(Saved data entries)
::::
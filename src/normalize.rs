//! Conversion of Effective T3's semicolon output into a Galaxy tabular file

use std::borrow::Cow;
use std::fmt;
use std::fs::{self, File};
use std::io::{self, BufRead, BufReader, BufWriter, Write};
use std::path::{Path, PathBuf};
use thiserror::Error;
use tracing::{debug, warn};

pub const TABULAR_HEADER: &str = "#ID\tDescription\tScore\tEffective\n";

/// Column header line Effective T3 writes at the top of its output
const RAW_HEADER: &str = "Id; Description; Score;";

#[derive(Error, Debug)]
pub enum LineError {
    #[error("Expected at least three semi-colons in line:\n{0}\n")]
    TooFewSeparators(String),

    #[error("Problem parsing line:\n{0}\n")]
    Unsplittable(String),

    #[error("Problem parsing score {score:?} in line:\n{line}\n")]
    InvalidScore { score: String, line: String },
}

#[derive(Error, Debug)]
pub enum NormalizeError {
    #[error(transparent)]
    Line(#[from] LineError),

    #[error("Could not read Effective T3 output {}: {source}", .path.display())]
    Open { path: PathBuf, source: io::Error },

    #[error("Could not write {}: {source}", .path.display())]
    Create { path: PathBuf, source: io::Error },

    #[error("IO error: {0}")]
    Io(#[from] io::Error),

    #[error("All your sequences gave an error code")]
    AllSequencesErrored,
}

/// One prediction, fields already trimmed
#[derive(Debug, Clone, PartialEq)]
pub struct Record {
    pub id: String,
    pub description: String,
    /// Score exactly as the tool printed it
    pub score: String,
    pub effective: String,
    pub score_value: f64,
}

impl Record {
    pub fn is_effective(&self) -> bool {
        self.effective.eq_ignore_ascii_case("true")
    }

    /// Effective T3 reports a negative score when it could not score a sequence
    pub fn is_error_signal(&self) -> bool {
        self.score_value < 0.0
    }

    pub fn to_tabular(&self) -> String {
        format!(
            "{}\t{}\t{}\t{}\n",
            self.id, self.description, self.score, self.effective
        )
    }
}

/// Parse one raw output line, returning `None` for blank, comment and header lines
pub fn parse_line(line: &str) -> Result<Option<Record>, LineError> {
    let line = line.trim_end_matches(['\r', '\n']);

    if line.is_empty() || line.starts_with('#') || line.starts_with(RAW_HEADER) {
        return Ok(None);
    }

    if line.matches(';').count() < 3 {
        return Err(LineError::TooFewSeparators(line.to_string()));
    }

    // The FASTA id or description may itself contain semi-colons, so only the
    // last two separators are trusted
    let mut fields = line.rsplitn(3, ';');
    let (Some(effective), Some(score), Some(head)) = (fields.next(), fields.next(), fields.next())
    else {
        return Err(LineError::Unsplittable(line.to_string()));
    };

    let (id, description) =
        split_head(head).ok_or_else(|| LineError::Unsplittable(line.to_string()))?;

    let score = score.trim();
    let score_value = score.parse::<f64>().map_err(|_| LineError::InvalidScore {
        score: score.to_string(),
        line: line.to_string(),
    })?;

    Ok(Some(Record {
        id: id.trim().to_string(),
        description: description.trim().to_string(),
        score: score.to_string(),
        effective: effective.trim().to_string(),
        score_value,
    }))
}

/// Split `id; description`, or `id;` when the FASTA record had no description
fn split_head(head: &str) -> Option<(&str, &str)> {
    if !head.contains("; ") {
        if let Some(id) = head.strip_suffix(';') {
            return Some((id, ""));
        }
    }

    head.split_once("; ")
}

/// Counts gathered while normalizing
#[derive(Debug, Default, Clone, Copy, PartialEq, Eq)]
pub struct Summary {
    pub count: usize,
    pub positive: usize,
    pub errors: usize,
}

impl Summary {
    fn record(&mut self, record: &Record) {
        self.count += 1;
        if record.is_effective() {
            self.positive += 1;
        }
        if record.is_error_signal() {
            self.errors += 1;
        }
    }

    /// Fails when there was output but every sequence came back with an error score
    pub fn check(&self) -> Result<(), NormalizeError> {
        if self.count > 0 && self.count == self.errors {
            return Err(NormalizeError::AllSequencesErrored);
        }
        Ok(())
    }
}

impl fmt::Display for Summary {
    fn fmt(&self, f: &mut fmt::Formatter<'_>) -> fmt::Result {
        if self.errors > 0 {
            write!(
                f,
                "{} sequences, {} positive, {} errors",
                self.count, self.positive, self.errors
            )
        } else {
            write!(f, "{}/{} sequences positive", self.positive, self.count)
        }
    }
}

/// Stream raw lines into tabular rows, header first.
///
/// Lines that are not valid UTF-8 (e.g. Latin-1 FASTA descriptions) are
/// decoded lossily rather than rejected.
pub fn normalize<R: BufRead, W: Write>(
    mut reader: R,
    mut writer: W,
) -> Result<Summary, NormalizeError> {
    writer.write_all(TABULAR_HEADER.as_bytes())?;

    let mut summary = Summary::default();
    let mut buf = Vec::new();
    let mut line_number = 0usize;
    loop {
        buf.clear();
        if reader.read_until(b'\n', &mut buf)? == 0 {
            break;
        }
        line_number += 1;

        let line = String::from_utf8_lossy(&buf);
        if let Cow::Owned(_) = line {
            warn!(line = line_number, "replaced invalid UTF-8 in Effective T3 output");
        }

        let Some(record) = parse_line(&line)? else {
            continue;
        };

        if record.is_error_signal() {
            debug!(id = %record.id, score = %record.score, "sequence reported an error score");
        }

        writer.write_all(record.to_tabular().as_bytes())?;
        summary.record(&record);
    }

    writer.flush()?;
    Ok(summary)
}

/// Normalize the raw file into `output`, then remove the raw file.
///
/// The raw file is left behind if normalization fails.
pub fn normalize_file(raw: &Path, output: &Path) -> Result<Summary, NormalizeError> {
    let reader = File::open(raw).map_err(|source| NormalizeError::Open {
        path: raw.to_path_buf(),
        source,
    })?;
    let writer = File::create(output).map_err(|source| NormalizeError::Create {
        path: output.to_path_buf(),
        source,
    })?;

    let summary = normalize(BufReader::new(reader), BufWriter::new(writer))?;

    if let Err(e) = fs::remove_file(raw) {
        warn!(path = %raw.display(), error = %e, "could not remove raw output");
    }

    Ok(summary)
}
::::
● Exercise prompt:
Across the records above, return every line that contains the word "BufWriter".

● Task solution:
use std::io::{self, BufRead, BufReader, BufWriter, Write};
    let summary = normalize(BufReader::new(reader), BufWriter::new(writer))?;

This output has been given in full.